Ya abierto el apetito tras tal desgaste de energía, el siguiente punto era la casa de la tía Reina, la maravillosa anfitriona de todas y cada una de las visitas que a lo largo de la vida, he hecho a aquel maravilloso lugar.
Cruzar el umbral de aquella vivienda siempre fue uno de mis episodios favoritos, los pisos de barro lavados y relavados, barridos y rebarridos, habían tomado una forma cóncava, los huequitos se quedaban semillenos de agua de lluvia, como cazuelitas, y el aroma de tierra mojada era una delicia; para llegar a la cocina, que servía también como comedor, teníamos que cruzar el patio, pasar por un lado del enorme tanque de agua, ubicado justo al centro de la casa, como un rey rodeado por macetas y más macetas repletas de helechos y lindas flores. La cocina estaba ligeramente más alta que el resto de la casa, había que subir tres escalones para llegar a ella, la entrada estaba enmarcada por un arco rústico de madera y al cruzarlo, lo primero que podías ver era la hermosa estufa de barro, que desde el fondo, robaba atención sobre cualquier otra cosa que pudiera haber en aquel sitio, pero ya dentro, la mesa de madera carcomida por el uso, patizamba y rechinadora, se convertía en su majestad, dispuesta para satisfacer el incontrolable apetito de aquella bandada de chicuelos vagos, ofrecía innumerables manjares, que no eran sino el simple acompañamiento para las deliciosas tortillas de comal sobre las que nos abalanzábamos sin piedad, siempre y cuando no me viera obligada por la autoridad de mis mayores, prefería llenarme la barriga de tortillas crema y queso elaborados en casa.

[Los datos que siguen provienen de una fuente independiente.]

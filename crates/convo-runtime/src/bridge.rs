//! The fixed external-function callback contract a concrete story
//! implementation registers with its interpreter, plus the
//! lookahead-safety declaration for each entry.
//!
//! The interpreter may call these during lookahead (predicate evaluation)
//! as well as real execution; callbacks that mutate runtime state declare
//! themselves unsafe for that so a `Story` implementation knows to gate
//! them behind "am I actually executing, not just evaluating a condition".

use std::sync::Mutex;

use convo_core::TimeOfDay;
use serde_json::Value;

/// Whether a bridge call may run during the interpreter's lookahead pass.
#[derive(Debug, Clone, Copy, PartialEq, Eq)]
pub enum LookaheadSafety {
    Safe,
    Unsafe,
}

/// One request captured by `request_data`, awaiting a `DATA_READY` event.
#[derive(Debug, Clone, PartialEq)]
pub struct DataRequest {
    pub id: String,
    pub source: String,
    pub query: String,
    pub params: Value,
}

/// Resolves a locale id (+ optional variant) to a display name. Modeled as
/// a trait rather than a loader: the bridge needs somewhere to route
/// `name()` calls, but loading a locale table from disk is out of scope.
pub trait LocaleResolver: Send + Sync {
    fn resolve(&self, id: &str, variant: Option<&str>) -> Option<String>;
}

/// A resolver that always falls back to the bare id, for hosts that have
/// not wired up localization.
pub struct IdentityLocale;

impl LocaleResolver for IdentityLocale {
    fn resolve(&self, _id: &str, _variant: Option<&str>) -> Option<String> {
        None
    }
}

/// The fixed external-function contract, lookahead safety per entry:
///
/// | name | lookahead-safe |
/// |---|---|
/// | `delay_next` | no |
/// | `play_sound` | yes |
/// | `advance_day` | no |
/// | `name` | yes |
/// | `request_data` | no |
pub struct ExternalFunctionBridge {
    locale: Box<dyn LocaleResolver>,
    captured_delay_ms: Mutex<Option<u64>>,
    day_advance_requested: Mutex<Option<Option<TimeOfDay>>>,
    pending_data_request: Mutex<Option<DataRequest>>,
    sound_cues: Mutex<Vec<String>>,
    next_request_id: Mutex<u64>,
}

impl ExternalFunctionBridge {
    pub fn new(locale: Box<dyn LocaleResolver>) -> Self {
        ExternalFunctionBridge {
            locale,
            captured_delay_ms: Mutex::new(None),
            day_advance_requested: Mutex::new(None),
            pending_data_request: Mutex::new(None),
            sound_cues: Mutex::new(Vec::new()),
            next_request_id: Mutex::new(0),
        }
    }

    /// Give the table above teeth: a concrete `Story` implementation checks
    /// this before invoking the real callback during the interpreter's
    /// lookahead pass, rather than trusting the doc comment alone.
    pub fn lookahead_safety(name: &str) -> LookaheadSafety {
        match name {
            "play_sound" | "name" => LookaheadSafety::Safe,
            _ => LookaheadSafety::Unsafe,
        }
    }

    /// `delay_next(ms)` — not lookahead-safe.
    pub fn delay_next(&self, ms: u64) {
        *self.captured_delay_ms.lock().unwrap() = Some(ms);
    }

    /// `play_sound(soundId)` — lookahead-safe (pure audio-cue emission).
    pub fn play_sound(&self, sound_id: &str) {
        self.sound_cues.lock().unwrap().push(sound_id.to_string());
    }

    /// `advance_day(morningTime?)` — not lookahead-safe.
    pub fn advance_day(&self, morning_time: Option<&str>) {
        let parsed = morning_time.and_then(TimeOfDay::parse);
        *self.day_advance_requested.lock().unwrap() = Some(parsed);
    }

    /// `name(id, variant?)` — lookahead-safe. Falls back to `id` itself,
    /// never returning nothing.
    pub fn name(&self, id: &str, variant: Option<&str>) -> String {
        self.locale.resolve(id, variant).unwrap_or_else(|| id.to_string())
    }

    /// `request_data(source, query, params)` — not lookahead-safe. Marks
    /// the story awaiting data and returns the request id for correlation.
    pub fn request_data(&self, source: &str, query: &str, params: Value) -> String {
        let mut counter = self.next_request_id.lock().unwrap();
        let id = format!("req-{}", *counter);
        *counter += 1;
        *self.pending_data_request.lock().unwrap() = Some(DataRequest {
            id: id.clone(),
            source: source.to_string(),
            query: query.to_string(),
            params,
        });
        id
    }

    /// Drain the delay captured since the last drain, if any.
    pub fn take_captured_delay_ms(&self) -> Option<u64> {
        self.captured_delay_ms.lock().unwrap().take()
    }

    pub fn take_day_advance_request(&self) -> Option<Option<TimeOfDay>> {
        self.day_advance_requested.lock().unwrap().take()
    }

    pub fn take_pending_data_request(&self) -> Option<DataRequest> {
        self.pending_data_request.lock().unwrap().take()
    }

    pub fn drain_sound_cues(&self) -> Vec<String> {
        std::mem::take(&mut self.sound_cues.lock().unwrap())
    }
}

#[cfg(test)]
mod tests {
    use super::*;

    #[test]
    fn name_falls_back_to_id_with_no_resolver_entry() {
        let bridge = ExternalFunctionBridge::new(Box::new(IdentityLocale));
        assert_eq!(bridge.name("pat", None), "pat");
    }

    #[test]
    fn delay_next_is_captured_and_drains_once() {
        let bridge = ExternalFunctionBridge::new(Box::new(IdentityLocale));
        bridge.delay_next(500);
        assert_eq!(bridge.take_captured_delay_ms(), Some(500));
        assert_eq!(bridge.take_captured_delay_ms(), None);
    }

    #[test]
    fn request_data_marks_pending_and_returns_a_correlation_id() {
        let bridge = ExternalFunctionBridge::new(Box::new(IdentityLocale));
        let id = bridge.request_data("weather", "today", Value::Null);
        let pending = bridge.take_pending_data_request().unwrap();
        assert_eq!(pending.id, id);
        assert_eq!(pending.source, "weather");
    }

    #[test]
    fn lookahead_safety_matches_the_fixed_table() {
        assert_eq!(ExternalFunctionBridge::lookahead_safety("play_sound"), LookaheadSafety::Safe);
        assert_eq!(ExternalFunctionBridge::lookahead_safety("name"), LookaheadSafety::Safe);
        assert_eq!(ExternalFunctionBridge::lookahead_safety("delay_next"), LookaheadSafety::Unsafe);
        assert_eq!(ExternalFunctionBridge::lookahead_safety("advance_day"), LookaheadSafety::Unsafe);
        assert_eq!(ExternalFunctionBridge::lookahead_safety("request_data"), LookaheadSafety::Unsafe);
    }
}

Entonces llegaba el momento del ritual y ceremonioso recorrido por las casas de los demás familiares, en todas ellas nos recibían con una calidez inolvidable; el tío Manuel nos dejaba jugar con sus herramientas en el taller de huaraches que tenía en el patio, y corretear a sus guajolotes hasta que eran ellos, los guajolotes, los que nos correteaban de regreso a la casa, recuerdo las carcajadas de los adultos al vernos regresar corriendo despavoridos con los pípilos detrás.
Pero recuerdo en especial una casa que visité una sola vez, la de tío Juan y tía María, tenía un derruido pero todavía hermoso jardín al centro, la casa había sido dispuesta a su alrededor, estaba conformada por un corredor con muchas puertas que llevaban a las habitaciones interiores, y que fungía como enlace entre la vida al interior y al exterior de la casa, todo era silencio allí dentro, los tíos eran ya muy ancianos, él contaba 104 años y ella 99, con el tiempo, el tío Juan había quedado ciego, y ella, permanecía sentada en una silla de ruedas porque ya no podía caminar.

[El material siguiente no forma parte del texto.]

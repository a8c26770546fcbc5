//! Receipt Upgrader — the single mutation point for read-receipt status.

use std::collections::HashMap;

use convo_core::{ChatId, Message, MessageType, Receipt};

use crate::context::{ConversationContext, ReceiptChangedSignal};

/// Auto mode: called whenever a new `received` message has just been
/// appended to `history`. Walks backward and upgrades the first `sent`
/// message with `receipt == delivered` to `read`, stopping at the first
/// `sent` message regardless of whether an upgrade happened.
pub fn auto_upgrade(history: &mut [Message], chat_id: &ChatId) -> Option<ReceiptChangedSignal> {
    for msg in history.iter_mut().rev() {
        if msg.message_type == MessageType::Sent {
            if msg.receipt == Receipt::Delivered {
                msg.receipt = Receipt::Read;
                return Some(ReceiptChangedSignal {
                    chat_id: chat_id.clone(),
                    label: msg.label.clone(),
                    receipt: Receipt::Read,
                });
            }
            return None;
        }
    }
    None
}

/// Explicit mode: triggered by a `receipt:status:label` deferred tag.
/// Scans all chats for the first message carrying `label`, upgrades its
/// receipt, and refreshes the `labeledMessages` registry entry.
pub fn explicit_upgrade(
    context: &mut ConversationContext,
    label: &str,
    status: Receipt,
) -> Option<ReceiptChangedSignal> {
    for (chat_id, msgs) in context.message_history.iter_mut() {
        if let Some(msg) = msgs.iter_mut().find(|m| m.label.as_deref() == Some(label)) {
            msg.receipt = status;
            let updated = msg.clone();
            context.labeled_messages.insert(label.to_string(), updated);
            return Some(ReceiptChangedSignal {
                chat_id: chat_id.clone(),
                label: Some(label.to_string()),
                receipt: status,
            });
        }
    }
    tracing::warn!(label, "receipt upgrade requested for unknown label");
    None
}

/// Replay auto-mode upgrades across an entire restored history, applied in
/// per-chat chronological order, so reloaded sessions end up with the same
/// receipt state they would have accumulated live.
pub fn bulk_upgrade_on_load(history: &mut HashMap<ChatId, Vec<Message>>) {
    for (chat_id, msgs) in history.iter_mut() {
        for i in 0..msgs.len() {
            if msgs[i].message_type == MessageType::Received {
                auto_upgrade(&mut msgs[..=i], chat_id);
            }
        }
    }
}

#[cfg(test)]
mod tests {
    use super::*;
    use chrono::Utc;
    use convo_core::MessageId;

    fn msg(id: &str, message_type: MessageType, receipt: Receipt) -> Message {
        Message {
            id: MessageId::new(id),
            message_type,
            speaker: None,
            time: None,
            date: None,
            receipt,
            timestamp: Utc::now(),
            label: None,
            quote: None,
            is_seed: false,
            kind: convo_core::MessageKind::Text {
                text: "x".to_string(),
                link_preview: None,
                notification_preview: None,
            },
        }
    }

    #[test]
    fn auto_upgrade_promotes_nearest_sent() {
        let chat = ChatId::from("P");
        let mut history = vec![
            msg("1", MessageType::Sent, Receipt::Delivered),
            msg("2", MessageType::Received, Receipt::None),
        ];
        let signal = auto_upgrade(&mut history, &chat);
        assert!(signal.is_some());
        assert_eq!(history[0].receipt, Receipt::Read);
    }

    #[test]
    fn auto_upgrade_stops_at_first_sent_even_if_already_read() {
        let chat = ChatId::from("P");
        let mut history = vec![
            msg("1", MessageType::Sent, Receipt::Read),
            msg("2", MessageType::Received, Receipt::None),
        ];
        let signal = auto_upgrade(&mut history, &chat);
        assert!(signal.is_none());
        assert_eq!(history[0].receipt, Receipt::Read);
    }

    #[test]
    fn bulk_upgrade_replays_history_in_order() {
        let chat = ChatId::from("P");
        let mut history = HashMap::new();
        history.insert(
            chat.clone(),
            vec![
                msg("1", MessageType::Sent, Receipt::Delivered),
                msg("2", MessageType::Received, Receipt::None),
                msg("3", MessageType::Sent, Receipt::Delivered),
            ],
        );
        bulk_upgrade_on_load(&mut history);
        let msgs = &history[&chat];
        assert_eq!(msgs[0].receipt, Receipt::Read);
        assert_eq!(msgs[2].receipt, Receipt::Delivered);
    }
}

Él vestía ropa de manta, un sombrero y un paliacate rojo que siempre ataba alrededor de sus ojos apagados, y ella, siempre iba ataviada con un sencillo vestido y un desgastado rebozo, elocuente compañero de muchos aires.

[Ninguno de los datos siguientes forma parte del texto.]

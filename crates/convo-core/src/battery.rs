//! Battery Context — a simple drain model driven by elapsed in-fiction
//! minutes, clamped to `[0, 100]`.
//!
//! Not lookahead-safe: `advance_day` consumes the day boundary it is given
//! and has no notion of what comes after it, the same constraint the
//! `advance_day` bridge function is bound by.

/// Full-to-empty drain time, in minutes. One day (1440 minutes) drains the
/// battery fully if nothing recharges it.
const DRAIN_MINUTES_FULL_TO_EMPTY: f64 = 1440.0;

#[derive(Debug, Clone)]
pub struct BatteryContext {
    level: f64,
}

impl Default for BatteryContext {
    fn default() -> Self {
        BatteryContext { level: 100.0 }
    }
}

impl BatteryContext {
    pub fn new() -> Self {
        Self::default()
    }

    /// Current level, rounded to the nearest whole percent for display.
    pub fn level(&self) -> i64 {
        self.level.round() as i64
    }

    /// Set the level directly from a `status:battery:` tag, clamped.
    pub fn set_level(&mut self, percent: i64) {
        self.level = (percent as f64).clamp(0.0, 100.0);
    }

    /// Drain the battery for `elapsed_minutes` of in-fiction time.
    pub fn drain(&mut self, elapsed_minutes: f64) {
        let drained = (elapsed_minutes / DRAIN_MINUTES_FULL_TO_EMPTY) * 100.0;
        self.level = (self.level - drained).clamp(0.0, 100.0);
    }

    /// Drain the remainder of the current day plus the one minute that
    /// rolls the date, as called from the `advance_day` bridge function —
    /// not a flat 1440 minutes regardless of the hour.
    pub fn advance_day(&mut self, minutes_since_midnight: u32) {
        let remaining = DRAIN_MINUTES_FULL_TO_EMPTY - minutes_since_midnight as f64 + 1.0;
        self.drain(remaining.max(0.0));
    }
}

#[cfg(test)]
mod tests {
    use super::*;

    #[test]
    fn starts_full() {
        assert_eq!(BatteryContext::new().level(), 100);
    }

    #[test]
    fn drain_is_proportional_to_elapsed_minutes() {
        let mut ctx = BatteryContext::new();
        ctx.drain(720.0);
        assert_eq!(ctx.level(), 50);
    }

    #[test]
    fn drain_clamps_at_zero() {
        let mut ctx = BatteryContext::new();
        ctx.drain(10_000.0);
        assert_eq!(ctx.level(), 0);
    }

    #[test]
    fn set_level_clamps_input() {
        let mut ctx = BatteryContext::new();
        ctx.set_level(150);
        assert_eq!(ctx.level(), 100);
        ctx.set_level(-5);
        assert_eq!(ctx.level(), 0);
    }

    #[test]
    fn advance_day_at_midnight_drains_almost_a_full_day() {
        let mut ctx = BatteryContext::new();
        ctx.advance_day(0);
        assert_eq!(ctx.level(), 0);
    }

    #[test]
    fn advance_day_late_in_the_day_drains_only_the_remainder() {
        let mut ctx = BatteryContext::new();
        ctx.advance_day(1439);
        // Two minutes of drain out of a 1440-minute full cycle: negligible.
        assert_eq!(ctx.level(), 100);
    }
}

Con mucho amor, el tío Juan deslizaba la silla por los corredores de la casa, no necesitaba ver como lo hacemos la gran mayoría de los mortales porque ella iba describiéndole el día, las flores y los caminantes que alcanzaba a ver por la calle; pasaban horas así, de un lado para otro, mirando y andando la vida de una nueva manera, eran dos convertidos en uno, él sus piernas y ella sus ojos.
Cuando la muerte vino por él, la noche mantuvo el secreto hasta el amanecer, sólo la tía María lo despidió como se debe, en paz. Dicen que ella amaneció con la tristeza abrazada a sus recuerdos; después del desayuno que apenas y probó, la sentaron en su silla y la llevaron al jardín, pasó allí todo el día, inmóvil y en silencio. Al caer de aquella noche, pronunció su última frase y exhaló frente a las flores de una nueva primavera.